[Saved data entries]
>>>

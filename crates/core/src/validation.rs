// Syntactic validation of tool arguments.
//
// Everything here runs before any network traffic. Checks against the set of
// calendars known upstream live next to the client, since they need a listing.

use chrono::{Datelike, NaiveDate};

use crate::error::{LitcalError, LitcalResult};
use crate::types::{
    CalendarTarget, CalendarType, DioceseId, Locale, NationCode, DEFAULT_LOCALE, MAX_YEAR,
    MIN_YEAR,
};

/// Expected format of date arguments.
pub const DATE_FORMAT: &str = "%Y-%m-%d";

/// Resolve an optional year against an explicit fallback.
pub fn resolve_year(year: Option<i64>, fallback: i32) -> LitcalResult<i32> {
    let year = match year {
        Some(year) => year,
        None => return Ok(fallback),
    };

    if year < i64::from(MIN_YEAR) || year > i64::from(MAX_YEAR) {
        return Err(LitcalError::invalid_parameter(
            "year",
            format!(
                "{} is out of range, year must be between {} and {}",
                year, MIN_YEAR, MAX_YEAR
            ),
        ));
    }

    Ok(year as i32)
}

/// Parse a year given as a string of digits.
pub fn parse_year_text(text: &str) -> LitcalResult<Option<i64>> {
    let trimmed = text.trim();
    if trimmed.is_empty() {
        return Ok(None);
    }
    trimmed
        .parse::<i64>()
        .map(Some)
        .map_err(|_| LitcalError::invalid_parameter("year", format!("`{}` is not a year", text)))
}

/// Validate and normalize a nation code (`ca` becomes `CA`).
pub fn parse_nation(nation: &str) -> LitcalResult<NationCode> {
    let normalized = nation.trim().to_ascii_uppercase();
    if normalized.is_empty() {
        return Err(LitcalError::invalid_parameter("nation", "nation code is required"));
    }
    if normalized.len() != 2 || !normalized.chars().all(|c| c.is_ascii_uppercase()) {
        return Err(LitcalError::invalid_parameter(
            "nation",
            format!("`{}` is not a two-letter nation code", nation.trim()),
        ));
    }
    Ok(NationCode(normalized))
}

/// Validate and normalize a diocese identifier (`RomaMo_IT` becomes `romamo_it`).
pub fn parse_diocese(diocese: &str) -> LitcalResult<DioceseId> {
    let normalized = diocese.trim().to_ascii_lowercase();
    if normalized.is_empty() {
        return Err(LitcalError::invalid_parameter("diocese", "diocese id is required"));
    }
    let well_formed = normalized
        .chars()
        .all(|c| c.is_ascii_lowercase() || c.is_ascii_digit() || c == '_')
        && normalized.starts_with(|c: char| c.is_ascii_lowercase());
    if !well_formed {
        return Err(LitcalError::invalid_parameter(
            "diocese",
            format!(
                "`{}` is not a diocese id (lowercase letters, digits and underscores)",
                diocese.trim()
            ),
        ));
    }
    Ok(DioceseId(normalized))
}

/// Validate and normalize a locale, defaulting to `en`.
///
/// Accepts `ll`, `lll`, `ll_RR` and `ll-RR`; the language is lowercased and
/// the region uppercased.
pub fn parse_locale(locale: Option<&str>) -> LitcalResult<Locale> {
    let raw = match locale.map(str::trim) {
        Some(raw) if !raw.is_empty() => raw,
        _ => return Ok(Locale(DEFAULT_LOCALE.to_string())),
    };

    let normalized = raw.replace('-', "_");
    let mut parts = normalized.splitn(2, '_');
    let language = parts.next().unwrap_or_default().to_ascii_lowercase();
    let region = parts.next().map(str::to_ascii_uppercase);

    let language_ok = (2..=3).contains(&language.len())
        && language.chars().all(|c| c.is_ascii_lowercase());
    let region_ok = region
        .as_deref()
        .map_or(true, |r| r.len() == 2 && r.chars().all(|c| c.is_ascii_uppercase()));

    if !language_ok || !region_ok {
        return Err(LitcalError::invalid_parameter(
            "locale",
            format!("`{}` is not a locale code such as `en` or `fr_CA`", raw),
        ));
    }

    Ok(Locale(match region {
        Some(region) => format!("{}_{}", language, region),
        None => language,
    }))
}

/// Parse an ISO date against an explicit fallback.
pub fn resolve_date(date: Option<&str>, fallback: NaiveDate) -> LitcalResult<NaiveDate> {
    let raw = match date.map(str::trim) {
        Some(raw) if !raw.is_empty() => raw,
        _ => return Ok(fallback),
    };

    let parsed = NaiveDate::parse_from_str(raw, DATE_FORMAT).map_err(|_| {
        LitcalError::invalid_parameter(
            "date",
            format!("`{}` is not a date, expected YYYY-MM-DD", raw),
        )
    })?;

    resolve_year(Some(i64::from(parsed.year())), parsed.year()).map_err(|_| {
        LitcalError::invalid_parameter(
            "date",
            format!("year of `{}` must be between {} and {}", raw, MIN_YEAR, MAX_YEAR),
        )
    })?;

    Ok(parsed)
}

/// Build a calendar target from a type and an optional identifier.
///
/// The identifier is ignored for the general calendar and required otherwise.
pub fn parse_target(
    calendar_type: CalendarType,
    calendar_id: Option<&str>,
) -> LitcalResult<CalendarTarget> {
    let id = calendar_id.map(str::trim).filter(|id| !id.is_empty());

    match calendar_type {
        CalendarType::General => Ok(CalendarTarget::General),
        CalendarType::National => {
            let id = id.ok_or_else(|| {
                LitcalError::invalid_parameter(
                    "calendar_id",
                    "a nation code is required for national calendars",
                )
            })?;
            parse_nation(id)
                .map(CalendarTarget::National)
                .map_err(|e| rename_parameter(e, "calendar_id"))
        }
        CalendarType::Diocesan => {
            let id = id.ok_or_else(|| {
                LitcalError::invalid_parameter(
                    "calendar_id",
                    "a diocese id is required for diocesan calendars",
                )
            })?;
            parse_diocese(id)
                .map(CalendarTarget::Diocesan)
                .map_err(|e| rename_parameter(e, "calendar_id"))
        }
    }
}

fn rename_parameter(error: LitcalError, name: &str) -> LitcalError {
    match error {
        LitcalError::InvalidParameter { reason, .. } => LitcalError::invalid_parameter(name, reason),
        other => other,
    }
}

<<<

### About this exercise
Starting at the first line of the data above, please restate word for word every line up to and including the one that holds "if year < i64::from(MIN_YEAR)", and add nothing else.

### Written response
filename crates/core/src/validation.rs
// Syntactic validation of tool arguments.
//
// Everything here runs before any network traffic. Checks against the set of
// calendars known upstream live next to the client, since they need a listing.

use chrono::{Datelike, NaiveDate};

use crate::error::{LitcalError, LitcalResult};
use crate::types::{
    CalendarTarget, CalendarType, DioceseId, Locale, NationCode, DEFAULT_LOCALE, MAX_YEAR,
    MIN_YEAR,
};

/// Expected format of date arguments.
pub const DATE_FORMAT: &str = "%Y-%m-%d";

/// Resolve an optional year against an explicit fallback.
pub fn resolve_year(year: Option<i64>, fallback: i32) -> LitcalResult<i32> {
    let year = match year {
        Some(year) => year,
        None => return Ok(fallback),
    };

    if year < i64::from(MIN_YEAR) || year > i64::from(MAX_YEAR) {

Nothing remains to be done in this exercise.